§ Required work
Which of the lines in the data below contain the string "chdir"? Copy each of them.

___

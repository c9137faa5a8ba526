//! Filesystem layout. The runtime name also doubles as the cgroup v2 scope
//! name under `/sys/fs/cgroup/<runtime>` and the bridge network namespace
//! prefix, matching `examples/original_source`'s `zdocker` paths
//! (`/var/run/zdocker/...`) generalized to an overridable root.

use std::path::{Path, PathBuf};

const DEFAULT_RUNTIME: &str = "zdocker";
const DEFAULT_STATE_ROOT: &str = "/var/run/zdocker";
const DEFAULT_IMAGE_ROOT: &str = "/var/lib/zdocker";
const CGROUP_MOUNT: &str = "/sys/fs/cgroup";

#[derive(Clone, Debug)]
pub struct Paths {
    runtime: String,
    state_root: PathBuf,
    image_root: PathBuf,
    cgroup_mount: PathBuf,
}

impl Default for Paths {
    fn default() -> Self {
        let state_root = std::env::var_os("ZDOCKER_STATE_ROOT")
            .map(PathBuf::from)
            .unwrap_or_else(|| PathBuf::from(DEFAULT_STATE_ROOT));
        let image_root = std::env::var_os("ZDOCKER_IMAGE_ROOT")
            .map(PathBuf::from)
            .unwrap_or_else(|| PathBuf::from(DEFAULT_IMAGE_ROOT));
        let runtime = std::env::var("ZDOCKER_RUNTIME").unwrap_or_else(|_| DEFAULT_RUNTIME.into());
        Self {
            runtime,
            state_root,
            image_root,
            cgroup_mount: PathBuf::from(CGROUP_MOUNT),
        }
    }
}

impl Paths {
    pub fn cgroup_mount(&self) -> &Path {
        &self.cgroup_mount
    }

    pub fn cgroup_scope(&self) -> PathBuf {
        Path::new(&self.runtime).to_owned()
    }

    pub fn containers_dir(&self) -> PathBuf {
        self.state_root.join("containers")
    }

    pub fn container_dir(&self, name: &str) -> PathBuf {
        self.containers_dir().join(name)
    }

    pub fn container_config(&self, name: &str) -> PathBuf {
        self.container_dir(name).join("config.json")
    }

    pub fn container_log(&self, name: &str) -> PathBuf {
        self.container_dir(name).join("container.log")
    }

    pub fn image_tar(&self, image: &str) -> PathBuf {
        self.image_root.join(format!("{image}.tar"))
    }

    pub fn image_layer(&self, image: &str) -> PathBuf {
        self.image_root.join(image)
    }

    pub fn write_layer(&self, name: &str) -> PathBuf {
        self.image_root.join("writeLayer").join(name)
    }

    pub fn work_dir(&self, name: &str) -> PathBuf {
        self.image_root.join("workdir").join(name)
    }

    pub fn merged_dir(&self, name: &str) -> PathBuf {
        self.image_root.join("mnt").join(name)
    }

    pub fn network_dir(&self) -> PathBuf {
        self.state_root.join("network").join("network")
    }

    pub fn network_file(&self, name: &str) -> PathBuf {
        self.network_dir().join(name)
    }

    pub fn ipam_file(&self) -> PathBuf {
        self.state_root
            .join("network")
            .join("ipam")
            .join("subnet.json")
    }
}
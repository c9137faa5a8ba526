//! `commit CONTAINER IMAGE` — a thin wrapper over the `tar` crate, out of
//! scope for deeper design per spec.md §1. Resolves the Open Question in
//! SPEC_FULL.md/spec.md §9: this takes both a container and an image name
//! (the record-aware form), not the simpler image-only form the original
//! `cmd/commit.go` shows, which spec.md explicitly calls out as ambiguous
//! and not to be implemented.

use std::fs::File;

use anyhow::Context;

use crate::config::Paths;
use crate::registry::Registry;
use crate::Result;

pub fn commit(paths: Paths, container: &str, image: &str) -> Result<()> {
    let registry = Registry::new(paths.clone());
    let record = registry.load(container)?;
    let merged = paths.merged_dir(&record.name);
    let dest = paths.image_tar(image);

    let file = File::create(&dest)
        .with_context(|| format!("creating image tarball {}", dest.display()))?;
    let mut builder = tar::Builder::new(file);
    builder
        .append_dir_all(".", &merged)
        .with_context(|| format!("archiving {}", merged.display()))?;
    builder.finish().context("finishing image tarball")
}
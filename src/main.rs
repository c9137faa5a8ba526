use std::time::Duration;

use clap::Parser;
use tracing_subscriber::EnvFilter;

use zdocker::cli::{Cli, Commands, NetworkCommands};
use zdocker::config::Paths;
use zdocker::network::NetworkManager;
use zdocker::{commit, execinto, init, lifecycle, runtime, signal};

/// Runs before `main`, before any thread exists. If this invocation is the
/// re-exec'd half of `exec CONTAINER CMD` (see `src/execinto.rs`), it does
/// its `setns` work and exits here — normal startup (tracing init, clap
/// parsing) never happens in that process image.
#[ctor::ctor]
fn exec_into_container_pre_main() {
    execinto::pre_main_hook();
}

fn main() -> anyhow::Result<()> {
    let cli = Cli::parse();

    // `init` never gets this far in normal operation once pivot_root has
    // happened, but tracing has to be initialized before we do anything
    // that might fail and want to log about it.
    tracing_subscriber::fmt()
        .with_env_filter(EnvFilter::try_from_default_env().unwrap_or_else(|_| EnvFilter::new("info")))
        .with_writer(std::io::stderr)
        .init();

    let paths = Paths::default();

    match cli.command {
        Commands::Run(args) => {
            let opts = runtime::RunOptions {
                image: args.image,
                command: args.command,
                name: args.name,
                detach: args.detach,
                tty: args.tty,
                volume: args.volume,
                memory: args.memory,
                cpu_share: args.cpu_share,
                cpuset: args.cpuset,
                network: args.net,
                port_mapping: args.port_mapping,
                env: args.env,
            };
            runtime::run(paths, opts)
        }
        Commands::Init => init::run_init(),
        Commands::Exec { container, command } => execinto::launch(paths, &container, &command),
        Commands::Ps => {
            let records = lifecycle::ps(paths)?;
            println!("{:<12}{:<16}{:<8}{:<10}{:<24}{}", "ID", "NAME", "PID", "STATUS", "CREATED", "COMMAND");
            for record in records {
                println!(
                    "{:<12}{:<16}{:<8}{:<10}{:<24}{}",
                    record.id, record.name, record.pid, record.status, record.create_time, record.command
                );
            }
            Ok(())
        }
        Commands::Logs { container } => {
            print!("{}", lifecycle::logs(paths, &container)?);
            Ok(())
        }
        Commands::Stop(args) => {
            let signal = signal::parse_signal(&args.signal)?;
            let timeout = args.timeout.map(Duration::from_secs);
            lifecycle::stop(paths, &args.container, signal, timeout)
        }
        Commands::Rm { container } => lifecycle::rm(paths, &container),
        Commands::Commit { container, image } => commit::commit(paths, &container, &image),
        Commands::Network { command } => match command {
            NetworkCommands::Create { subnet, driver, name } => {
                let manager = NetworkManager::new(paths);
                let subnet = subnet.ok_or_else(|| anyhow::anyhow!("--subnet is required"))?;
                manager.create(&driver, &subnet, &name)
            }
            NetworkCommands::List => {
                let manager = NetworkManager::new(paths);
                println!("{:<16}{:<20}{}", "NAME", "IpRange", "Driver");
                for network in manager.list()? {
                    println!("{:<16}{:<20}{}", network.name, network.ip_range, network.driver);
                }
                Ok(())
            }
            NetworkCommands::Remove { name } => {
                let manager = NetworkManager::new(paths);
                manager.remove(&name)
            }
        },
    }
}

___

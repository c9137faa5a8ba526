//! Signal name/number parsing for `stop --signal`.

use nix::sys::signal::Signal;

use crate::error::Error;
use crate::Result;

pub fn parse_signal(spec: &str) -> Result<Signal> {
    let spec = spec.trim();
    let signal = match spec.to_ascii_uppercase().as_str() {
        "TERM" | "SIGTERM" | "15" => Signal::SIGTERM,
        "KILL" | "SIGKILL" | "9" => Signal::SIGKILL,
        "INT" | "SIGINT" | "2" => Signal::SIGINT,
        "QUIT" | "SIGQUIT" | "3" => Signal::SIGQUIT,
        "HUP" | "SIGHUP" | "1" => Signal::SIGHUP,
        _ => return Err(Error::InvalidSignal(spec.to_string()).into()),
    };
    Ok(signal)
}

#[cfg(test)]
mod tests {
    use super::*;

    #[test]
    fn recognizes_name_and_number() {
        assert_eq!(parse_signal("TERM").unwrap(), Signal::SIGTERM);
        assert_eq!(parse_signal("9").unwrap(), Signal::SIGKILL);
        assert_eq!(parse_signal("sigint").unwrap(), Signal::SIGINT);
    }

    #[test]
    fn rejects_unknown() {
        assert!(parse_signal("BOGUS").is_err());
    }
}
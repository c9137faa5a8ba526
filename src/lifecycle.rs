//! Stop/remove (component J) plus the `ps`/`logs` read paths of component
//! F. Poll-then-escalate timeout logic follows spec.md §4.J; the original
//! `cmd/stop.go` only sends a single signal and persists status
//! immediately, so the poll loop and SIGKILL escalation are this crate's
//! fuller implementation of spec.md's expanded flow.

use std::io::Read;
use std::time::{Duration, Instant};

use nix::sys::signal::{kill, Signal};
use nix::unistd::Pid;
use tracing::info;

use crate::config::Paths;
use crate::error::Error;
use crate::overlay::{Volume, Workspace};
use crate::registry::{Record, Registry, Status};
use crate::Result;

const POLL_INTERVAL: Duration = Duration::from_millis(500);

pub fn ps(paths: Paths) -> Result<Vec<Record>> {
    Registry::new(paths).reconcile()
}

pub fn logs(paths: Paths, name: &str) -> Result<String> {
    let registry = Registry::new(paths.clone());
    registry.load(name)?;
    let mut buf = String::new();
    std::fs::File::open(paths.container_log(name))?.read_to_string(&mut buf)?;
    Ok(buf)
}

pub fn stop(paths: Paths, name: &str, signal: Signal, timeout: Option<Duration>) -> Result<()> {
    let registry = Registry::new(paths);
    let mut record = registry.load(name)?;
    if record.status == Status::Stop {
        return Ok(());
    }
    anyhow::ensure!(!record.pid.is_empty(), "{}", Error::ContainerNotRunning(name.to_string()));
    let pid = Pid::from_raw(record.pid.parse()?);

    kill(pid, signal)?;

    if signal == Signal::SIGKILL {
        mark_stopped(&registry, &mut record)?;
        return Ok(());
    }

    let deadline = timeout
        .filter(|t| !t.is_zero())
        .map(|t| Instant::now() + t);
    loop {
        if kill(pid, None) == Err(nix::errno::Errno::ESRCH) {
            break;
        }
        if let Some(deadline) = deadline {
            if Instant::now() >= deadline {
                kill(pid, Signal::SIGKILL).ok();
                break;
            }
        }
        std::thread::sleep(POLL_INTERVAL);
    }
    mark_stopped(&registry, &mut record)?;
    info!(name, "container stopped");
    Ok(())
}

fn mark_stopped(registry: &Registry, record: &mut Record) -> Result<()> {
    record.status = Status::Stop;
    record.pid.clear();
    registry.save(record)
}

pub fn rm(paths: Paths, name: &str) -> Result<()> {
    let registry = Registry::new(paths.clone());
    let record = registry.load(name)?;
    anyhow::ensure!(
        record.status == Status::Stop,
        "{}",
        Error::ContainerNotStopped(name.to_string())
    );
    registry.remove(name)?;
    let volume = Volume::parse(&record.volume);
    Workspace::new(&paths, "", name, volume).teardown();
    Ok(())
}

___

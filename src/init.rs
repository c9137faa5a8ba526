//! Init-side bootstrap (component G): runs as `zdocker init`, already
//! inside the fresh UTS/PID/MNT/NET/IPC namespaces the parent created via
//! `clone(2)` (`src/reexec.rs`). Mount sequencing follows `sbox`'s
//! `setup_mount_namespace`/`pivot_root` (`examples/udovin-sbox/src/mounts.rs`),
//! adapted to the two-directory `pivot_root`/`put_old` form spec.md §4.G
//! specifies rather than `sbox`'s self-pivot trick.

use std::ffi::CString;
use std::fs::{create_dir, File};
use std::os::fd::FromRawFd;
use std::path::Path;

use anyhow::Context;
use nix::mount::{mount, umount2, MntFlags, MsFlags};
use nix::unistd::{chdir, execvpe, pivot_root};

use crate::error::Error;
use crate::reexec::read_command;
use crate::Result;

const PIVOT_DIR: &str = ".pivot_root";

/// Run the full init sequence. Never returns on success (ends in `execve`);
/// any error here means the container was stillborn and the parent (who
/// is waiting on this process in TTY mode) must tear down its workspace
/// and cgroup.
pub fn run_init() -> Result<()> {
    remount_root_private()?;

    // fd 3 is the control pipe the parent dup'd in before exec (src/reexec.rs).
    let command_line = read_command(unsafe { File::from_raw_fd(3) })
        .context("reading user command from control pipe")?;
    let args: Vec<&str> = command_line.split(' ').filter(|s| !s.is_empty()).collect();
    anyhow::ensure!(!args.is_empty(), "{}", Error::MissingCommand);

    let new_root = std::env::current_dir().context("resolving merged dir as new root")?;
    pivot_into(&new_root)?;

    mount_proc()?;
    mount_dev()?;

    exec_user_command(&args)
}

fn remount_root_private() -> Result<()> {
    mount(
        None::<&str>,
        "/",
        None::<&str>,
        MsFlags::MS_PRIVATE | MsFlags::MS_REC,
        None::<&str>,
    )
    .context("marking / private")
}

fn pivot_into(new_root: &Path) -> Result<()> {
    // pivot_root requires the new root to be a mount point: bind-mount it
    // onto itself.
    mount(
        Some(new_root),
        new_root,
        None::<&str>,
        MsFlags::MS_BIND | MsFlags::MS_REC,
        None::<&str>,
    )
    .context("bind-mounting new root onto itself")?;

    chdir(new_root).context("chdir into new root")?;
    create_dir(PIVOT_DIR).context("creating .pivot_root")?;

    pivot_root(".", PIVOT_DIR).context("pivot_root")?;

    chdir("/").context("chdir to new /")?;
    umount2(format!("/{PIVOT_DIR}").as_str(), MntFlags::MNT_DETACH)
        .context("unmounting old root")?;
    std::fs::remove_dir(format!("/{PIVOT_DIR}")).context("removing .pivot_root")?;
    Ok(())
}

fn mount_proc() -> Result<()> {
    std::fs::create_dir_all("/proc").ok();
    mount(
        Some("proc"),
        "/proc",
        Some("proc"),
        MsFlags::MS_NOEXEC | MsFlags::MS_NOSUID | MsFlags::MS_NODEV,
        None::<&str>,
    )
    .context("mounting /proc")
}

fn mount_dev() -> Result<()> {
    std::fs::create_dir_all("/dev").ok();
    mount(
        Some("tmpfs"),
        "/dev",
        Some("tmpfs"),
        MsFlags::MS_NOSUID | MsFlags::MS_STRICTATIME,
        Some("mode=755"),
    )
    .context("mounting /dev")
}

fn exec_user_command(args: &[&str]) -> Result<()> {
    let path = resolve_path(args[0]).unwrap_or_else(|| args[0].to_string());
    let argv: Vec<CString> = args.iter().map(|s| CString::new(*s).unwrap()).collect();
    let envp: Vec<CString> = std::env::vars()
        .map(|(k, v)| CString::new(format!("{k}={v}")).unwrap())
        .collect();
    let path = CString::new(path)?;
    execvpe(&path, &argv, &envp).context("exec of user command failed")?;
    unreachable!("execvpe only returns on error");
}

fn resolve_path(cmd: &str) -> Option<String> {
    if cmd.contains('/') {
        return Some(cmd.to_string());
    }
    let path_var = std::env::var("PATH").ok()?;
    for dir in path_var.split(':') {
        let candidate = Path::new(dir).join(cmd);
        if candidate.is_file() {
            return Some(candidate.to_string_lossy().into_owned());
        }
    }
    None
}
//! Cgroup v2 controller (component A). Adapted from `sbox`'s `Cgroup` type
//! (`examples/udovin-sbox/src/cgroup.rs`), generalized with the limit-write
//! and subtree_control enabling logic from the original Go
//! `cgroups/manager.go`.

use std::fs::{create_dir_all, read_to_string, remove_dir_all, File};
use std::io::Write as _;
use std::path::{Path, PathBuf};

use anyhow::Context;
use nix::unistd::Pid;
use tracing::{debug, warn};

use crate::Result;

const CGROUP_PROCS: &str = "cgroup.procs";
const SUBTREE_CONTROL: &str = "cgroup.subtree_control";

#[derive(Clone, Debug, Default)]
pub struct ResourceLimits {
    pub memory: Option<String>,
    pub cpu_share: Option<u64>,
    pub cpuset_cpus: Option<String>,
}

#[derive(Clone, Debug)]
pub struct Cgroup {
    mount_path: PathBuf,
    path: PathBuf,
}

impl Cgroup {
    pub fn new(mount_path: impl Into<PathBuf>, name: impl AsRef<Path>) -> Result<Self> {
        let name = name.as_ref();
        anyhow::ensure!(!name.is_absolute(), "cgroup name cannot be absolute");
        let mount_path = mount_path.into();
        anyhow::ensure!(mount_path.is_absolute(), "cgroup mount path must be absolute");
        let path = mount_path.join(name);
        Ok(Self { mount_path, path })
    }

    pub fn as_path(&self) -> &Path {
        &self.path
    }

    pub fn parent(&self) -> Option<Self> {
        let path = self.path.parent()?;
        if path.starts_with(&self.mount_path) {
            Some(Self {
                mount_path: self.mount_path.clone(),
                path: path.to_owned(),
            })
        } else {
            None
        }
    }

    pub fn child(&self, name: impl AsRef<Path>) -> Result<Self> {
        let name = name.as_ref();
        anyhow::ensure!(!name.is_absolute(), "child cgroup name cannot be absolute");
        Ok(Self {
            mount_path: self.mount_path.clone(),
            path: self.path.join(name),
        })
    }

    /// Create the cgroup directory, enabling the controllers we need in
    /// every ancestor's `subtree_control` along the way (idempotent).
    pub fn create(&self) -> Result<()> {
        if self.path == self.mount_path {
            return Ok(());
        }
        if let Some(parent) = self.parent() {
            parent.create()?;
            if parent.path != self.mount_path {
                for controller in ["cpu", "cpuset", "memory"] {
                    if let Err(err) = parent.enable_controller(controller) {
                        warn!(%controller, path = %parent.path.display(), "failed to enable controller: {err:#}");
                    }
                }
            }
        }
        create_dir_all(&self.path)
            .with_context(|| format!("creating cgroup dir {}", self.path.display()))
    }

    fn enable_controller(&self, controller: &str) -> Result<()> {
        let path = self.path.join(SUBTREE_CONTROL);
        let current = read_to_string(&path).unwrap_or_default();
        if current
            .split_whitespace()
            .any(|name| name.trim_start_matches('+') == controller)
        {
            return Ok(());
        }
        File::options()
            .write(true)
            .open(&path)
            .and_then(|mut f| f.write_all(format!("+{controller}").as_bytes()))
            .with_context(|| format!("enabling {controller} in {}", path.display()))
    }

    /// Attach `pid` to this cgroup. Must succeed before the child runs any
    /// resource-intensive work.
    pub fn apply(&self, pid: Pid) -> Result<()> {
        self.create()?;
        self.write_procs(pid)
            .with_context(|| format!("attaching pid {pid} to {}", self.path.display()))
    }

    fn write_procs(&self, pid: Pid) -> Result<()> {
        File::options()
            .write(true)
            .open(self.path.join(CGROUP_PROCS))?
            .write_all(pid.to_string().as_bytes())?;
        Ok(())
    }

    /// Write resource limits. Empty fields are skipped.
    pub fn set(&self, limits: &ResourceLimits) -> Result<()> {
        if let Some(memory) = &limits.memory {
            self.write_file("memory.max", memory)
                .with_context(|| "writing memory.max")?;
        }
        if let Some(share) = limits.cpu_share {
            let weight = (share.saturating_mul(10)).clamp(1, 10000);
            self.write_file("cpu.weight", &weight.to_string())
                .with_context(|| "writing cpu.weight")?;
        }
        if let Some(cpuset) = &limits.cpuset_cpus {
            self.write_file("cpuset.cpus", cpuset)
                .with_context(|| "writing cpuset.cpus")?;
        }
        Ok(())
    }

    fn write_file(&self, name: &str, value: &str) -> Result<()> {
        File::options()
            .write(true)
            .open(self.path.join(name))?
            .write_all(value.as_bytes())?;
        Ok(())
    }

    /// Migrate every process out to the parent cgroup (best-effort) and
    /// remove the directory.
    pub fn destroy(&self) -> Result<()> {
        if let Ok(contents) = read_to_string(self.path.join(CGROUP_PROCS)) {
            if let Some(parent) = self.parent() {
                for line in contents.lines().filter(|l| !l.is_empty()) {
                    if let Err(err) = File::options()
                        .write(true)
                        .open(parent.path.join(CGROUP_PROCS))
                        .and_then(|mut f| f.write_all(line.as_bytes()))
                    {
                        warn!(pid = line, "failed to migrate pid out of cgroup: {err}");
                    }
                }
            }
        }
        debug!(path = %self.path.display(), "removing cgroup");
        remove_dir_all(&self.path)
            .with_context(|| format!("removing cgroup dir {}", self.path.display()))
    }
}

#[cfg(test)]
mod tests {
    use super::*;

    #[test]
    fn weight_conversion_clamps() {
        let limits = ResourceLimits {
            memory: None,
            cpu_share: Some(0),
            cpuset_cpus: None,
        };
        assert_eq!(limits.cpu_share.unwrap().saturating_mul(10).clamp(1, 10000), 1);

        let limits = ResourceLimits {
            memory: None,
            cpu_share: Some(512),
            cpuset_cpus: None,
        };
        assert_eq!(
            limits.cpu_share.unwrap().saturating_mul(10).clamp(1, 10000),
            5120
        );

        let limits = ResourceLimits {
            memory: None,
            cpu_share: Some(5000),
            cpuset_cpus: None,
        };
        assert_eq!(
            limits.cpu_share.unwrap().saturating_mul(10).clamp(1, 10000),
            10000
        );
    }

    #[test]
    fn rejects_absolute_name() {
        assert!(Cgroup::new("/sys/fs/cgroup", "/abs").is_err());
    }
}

___

§ Reply to the exercise
use nix::unistd::{chdir, execvpe, pivot_root};
    chdir(new_root).context("chdir into new root")?;
    chdir("/").context("chdir to new /")?;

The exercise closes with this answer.